Dare Dream Discover



A dragon blood tree at night on Socotra

  1. The island archipelago of Socotra lies off the Southeast coast of Yemen, to which it belongs and close to the horn of Africa. It is known as ‘the Galapagos of the Indian Ocean’. It has 825 plant species and over a third of these are found nowhere else in the world. These include the Frankincense tree.

Me with a frankinsense tree in Socotra

Also what is called locally the Bottle tree for its ability to store water.

A bottle tree in Socotra

It is also known as a desert rose due to the beautiful pink blooms when it flowers.

A desert rose in Socotra

The most famous of all though are the Dragon Blood trees, the iconic symbol of Socotra

  • A forest of Dragon Blood trees in Socotra

These wonderful trees are only found on Socrota.
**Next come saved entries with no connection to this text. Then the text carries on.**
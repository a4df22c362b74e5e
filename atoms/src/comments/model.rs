use serde::{Deserialize, Serialize};

/// A comment on a task. Immutable once posted - there is no edit or delete
/// surface anywhere in the API.
#[derive(Debug, Serialize, Deserialize, Clone)]
pub struct Comment {
    pub comment_id: String,
    pub task_id: String,
    pub author_id: String,
    pub author_name: String,
    pub text: String,
    pub timestamp: String,
}

#[derive(Debug, Deserialize)]
pub struct CreateCommentPayload {
    pub text: String,
}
Seeds have been taken to try to grow them elsewhere but all attempts failed. Some of the large trees are between 700 – 900 years old.  The reason for their name is the deep shade of red of the resin which seeps from the tree when it is cut. This is used for traditional medicine, to make cosmetics and skin care products and as paint.

  1. Me with a Dragon Blood tree in Socotra

90% of its reptile species are also unique to the islands. 200 bird specks live or visit here and it has the highest concentration of Egyptian vultures in the world.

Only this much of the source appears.